* _Work order_
Repeat the records given below in full, with no changes.

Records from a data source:

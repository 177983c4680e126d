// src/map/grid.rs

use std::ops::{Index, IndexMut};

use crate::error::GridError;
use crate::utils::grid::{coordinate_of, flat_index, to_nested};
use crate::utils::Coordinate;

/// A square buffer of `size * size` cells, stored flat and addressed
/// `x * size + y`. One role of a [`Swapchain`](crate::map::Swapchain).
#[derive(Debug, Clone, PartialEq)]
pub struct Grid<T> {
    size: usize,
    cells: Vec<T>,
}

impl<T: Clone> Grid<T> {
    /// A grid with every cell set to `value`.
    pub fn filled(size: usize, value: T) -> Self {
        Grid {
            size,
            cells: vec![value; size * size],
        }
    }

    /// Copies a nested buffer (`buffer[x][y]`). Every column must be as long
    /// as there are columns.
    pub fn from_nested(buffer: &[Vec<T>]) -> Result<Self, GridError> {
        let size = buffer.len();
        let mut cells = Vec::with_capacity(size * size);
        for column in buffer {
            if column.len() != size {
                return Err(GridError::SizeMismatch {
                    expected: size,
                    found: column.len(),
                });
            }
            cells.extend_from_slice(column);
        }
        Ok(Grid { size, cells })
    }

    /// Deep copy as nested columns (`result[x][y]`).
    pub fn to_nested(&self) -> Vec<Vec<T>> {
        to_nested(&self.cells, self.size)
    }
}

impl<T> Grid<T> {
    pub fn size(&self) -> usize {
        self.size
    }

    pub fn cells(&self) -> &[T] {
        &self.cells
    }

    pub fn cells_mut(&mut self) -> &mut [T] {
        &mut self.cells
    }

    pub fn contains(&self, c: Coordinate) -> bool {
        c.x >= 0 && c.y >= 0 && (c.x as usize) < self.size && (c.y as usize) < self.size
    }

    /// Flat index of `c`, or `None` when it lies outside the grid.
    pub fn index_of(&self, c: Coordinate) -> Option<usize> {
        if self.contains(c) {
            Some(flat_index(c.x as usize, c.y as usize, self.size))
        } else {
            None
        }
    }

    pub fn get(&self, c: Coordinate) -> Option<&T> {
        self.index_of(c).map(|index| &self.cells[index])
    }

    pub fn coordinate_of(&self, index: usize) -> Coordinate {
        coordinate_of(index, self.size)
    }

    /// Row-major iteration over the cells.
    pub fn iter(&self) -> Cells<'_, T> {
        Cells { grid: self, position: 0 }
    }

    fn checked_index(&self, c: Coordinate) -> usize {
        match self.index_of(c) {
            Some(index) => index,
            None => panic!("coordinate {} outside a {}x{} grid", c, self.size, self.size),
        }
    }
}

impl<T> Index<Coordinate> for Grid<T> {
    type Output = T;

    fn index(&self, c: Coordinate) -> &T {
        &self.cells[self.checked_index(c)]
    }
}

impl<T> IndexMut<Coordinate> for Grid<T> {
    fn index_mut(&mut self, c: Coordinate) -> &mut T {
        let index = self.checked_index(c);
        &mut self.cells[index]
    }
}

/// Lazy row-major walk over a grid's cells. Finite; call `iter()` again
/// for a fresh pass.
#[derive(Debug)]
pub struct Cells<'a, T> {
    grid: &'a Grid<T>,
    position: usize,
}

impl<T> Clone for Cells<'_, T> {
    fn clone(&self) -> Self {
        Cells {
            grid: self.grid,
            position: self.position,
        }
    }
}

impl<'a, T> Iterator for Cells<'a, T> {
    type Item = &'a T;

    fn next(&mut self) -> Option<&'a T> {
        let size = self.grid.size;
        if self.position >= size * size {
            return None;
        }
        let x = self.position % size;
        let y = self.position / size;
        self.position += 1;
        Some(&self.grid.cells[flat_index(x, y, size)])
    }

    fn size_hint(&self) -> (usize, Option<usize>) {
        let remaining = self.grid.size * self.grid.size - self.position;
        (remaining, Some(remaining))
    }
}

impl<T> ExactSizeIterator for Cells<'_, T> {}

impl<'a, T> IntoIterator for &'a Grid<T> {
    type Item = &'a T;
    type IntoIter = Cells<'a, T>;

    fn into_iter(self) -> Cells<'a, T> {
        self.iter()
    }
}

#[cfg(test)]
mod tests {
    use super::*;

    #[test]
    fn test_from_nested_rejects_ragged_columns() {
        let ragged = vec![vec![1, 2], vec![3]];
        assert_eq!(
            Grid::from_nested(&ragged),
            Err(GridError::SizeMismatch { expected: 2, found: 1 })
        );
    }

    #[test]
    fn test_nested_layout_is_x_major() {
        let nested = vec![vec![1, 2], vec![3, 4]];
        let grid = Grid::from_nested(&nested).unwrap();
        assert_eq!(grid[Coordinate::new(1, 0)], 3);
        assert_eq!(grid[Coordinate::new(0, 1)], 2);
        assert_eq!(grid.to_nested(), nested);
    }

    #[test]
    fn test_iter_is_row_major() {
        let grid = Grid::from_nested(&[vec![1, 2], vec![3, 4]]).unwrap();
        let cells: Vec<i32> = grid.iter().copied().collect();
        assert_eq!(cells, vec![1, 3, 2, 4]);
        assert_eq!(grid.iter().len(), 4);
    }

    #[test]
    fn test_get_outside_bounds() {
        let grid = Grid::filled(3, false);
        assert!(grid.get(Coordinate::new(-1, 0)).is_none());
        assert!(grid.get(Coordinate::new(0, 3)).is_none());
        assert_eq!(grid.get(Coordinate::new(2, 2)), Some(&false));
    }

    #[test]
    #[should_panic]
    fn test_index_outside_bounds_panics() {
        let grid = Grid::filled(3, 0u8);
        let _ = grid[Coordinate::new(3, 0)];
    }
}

* _Exercise response_
repository 177983c4680e126d
// src/map/grid.rs

use std::ops::{Index, IndexMut};

use crate::error::GridError;
use crate::utils::grid::{coordinate_of, flat_index, to_nested};
use crate::utils::Coordinate;

/// A square buffer of `size * size` cells, stored flat and addressed
/// `x * size + y`. One role of a [`Swapchain`](crate::map::Swapchain).
#[derive(Debug, Clone, PartialEq)]
pub struct Grid<T> {
    size: usize,
    cells: Vec<T>,
}

impl<T: Clone> Grid<T> {
    /// A grid with every cell set to `value`.
    pub fn filled(size: usize, value: T) -> Self {
        Grid {
            size,
            cells: vec![value; size * size],
        }
    }

    /// Copies a nested buffer (`buffer[x][y]`). Every column must be as long
    /// as there are columns.
    pub fn from_nested(buffer: &[Vec<T>]) -> Result<Self, GridError> {
        let size = buffer.len();
        let mut cells = Vec::with_capacity(size * size);
        for column in buffer {
            if column.len() != size {
                return Err(GridError::SizeMismatch {
                    expected: size,
                    found: column.len(),
                });
            }
            cells.extend_from_slice(column);
        }
        Ok(Grid { size, cells })
    }

    /// Deep copy as nested columns (`result[x][y]`).
    pub fn to_nested(&self) -> Vec<Vec<T>> {
        to_nested(&self.cells, self.size)
    }
}

impl<T> Grid<T> {
    pub fn size(&self) -> usize {
        self.size
    }

    pub fn cells(&self) -> &[T] {
        &self.cells
    }

    pub fn cells_mut(&mut self) -> &mut [T] {
        &mut self.cells
    }

    pub fn contains(&self, c: Coordinate) -> bool {
        c.x >= 0 && c.y >= 0 && (c.x as usize) < self.size && (c.y as usize) < self.size
    }

    /// Flat index of `c`, or `None` when it lies outside the grid.
    pub fn index_of(&self, c: Coordinate) -> Option<usize> {
        if self.contains(c) {
            Some(flat_index(c.x as usize, c.y as usize, self.size))
        } else {
            None
        }
    }

    pub fn get(&self, c: Coordinate) -> Option<&T> {
        self.index_of(c).map(|index| &self.cells[index])
    }

    pub fn coordinate_of(&self, index: usize) -> Coordinate {
        coordinate_of(index, self.size)
    }

    /// Row-major iteration over the cells.
    pub fn iter(&self) -> Cells<'_, T> {
        Cells { grid: self, position: 0 }
    }

    fn checked_index(&self, c: Coordinate) -> usize {
        match self.index_of(c) {
            Some(index) => index,
            None => panic!("coordinate {} outside a {}x{} grid", c, self.size, self.size),
        }
    }
}

impl<T> Index<Coordinate> for Grid<T> {
    type Output = T;

    fn index(&self, c: Coordinate) -> &T {
        &self.cells[self.checked_index(c)]
    }
}

impl<T> IndexMut<Coordinate> for Grid<T> {
    fn index_mut(&mut self, c: Coordinate) -> &mut T {
        let index = self.checked_index(c);
        &mut self.cells[index]
    }
}

/// Lazy row-major walk over a grid's cells. Finite; call `iter()` again
/// for a fresh pass.
#[derive(Debug)]
pub struct Cells<'a, T> {
    grid: &'a Grid<T>,
    position: usize,
}

impl<T> Clone for Cells<'_, T> {
    fn clone(&self) -> Self {
        Cells {
            grid: self.grid,
            position: self.position,
        }
    }
}

impl<'a, T> Iterator for Cells<'a, T> {
    type Item = &'a T;

    fn next(&mut self) -> Option<&'a T> {
        let size = self.grid.size;
        if self.position >= size * size {
            return None;
        }
        let x = self.position % size;
        let y = self.position / size;
        self.position += 1;
        Some(&self.grid.cells[flat_index(x, y, size)])
    }

    fn size_hint(&self) -> (usize, Option<usize>) {
        let remaining = self.grid.size * self.grid.size - self.position;
        (remaining, Some(remaining))
    }
}

impl<T> ExactSizeIterator for Cells<'_, T> {}

impl<'a, T> IntoIterator for &'a Grid<T> {
    type Item = &'a T;
    type IntoIter = Cells<'a, T>;

    fn into_iter(self) -> Cells<'a, T> {
        self.iter()
    }
}

#[cfg(test)]
mod tests {
    use super::*;

    #[test]
    fn test_from_nested_rejects_ragged_columns() {
        let ragged = vec![vec![1, 2], vec![3]];
        assert_eq!(
            Grid::from_nested(&ragged),
            Err(GridError::SizeMismatch { expected: 2, found: 1 })
        );
    }

    #[test]
    fn test_nested_layout_is_x_major() {
        let nested = vec![vec![1, 2], vec![3, 4]];
        let grid = Grid::from_nested(&nested).unwrap();
        assert_eq!(grid[Coordinate::new(1, 0)], 3);
        assert_eq!(grid[Coordinate::new(0, 1)], 2);
        assert_eq!(grid.to_nested(), nested);
    }

    #[test]
    fn test_iter_is_row_major() {
        let grid = Grid::from_nested(&[vec![1, 2], vec![3, 4]]).unwrap();
        let cells: Vec<i32> = grid.iter().copied().collect();
        assert_eq!(cells, vec![1, 3, 2, 4]);
        assert_eq!(grid.iter().len(), 4);
    }

    #[test]
    fn test_get_outside_bounds() {
        let grid = Grid::filled(3, false);
        assert!(grid.get(Coordinate::new(-1, 0)).is_none());
        assert!(grid.get(Coordinate::new(0, 3)).is_none());
        assert_eq!(grid.get(Coordinate::new(2, 2)), Some(&false));
    }

    #[test]
    #[should_panic]
    fn test_index_outside_bounds_panics() {
        let grid = Grid::filled(3, 0u8);
        let _ = grid[Coordinate::new(3, 0)];
    }
}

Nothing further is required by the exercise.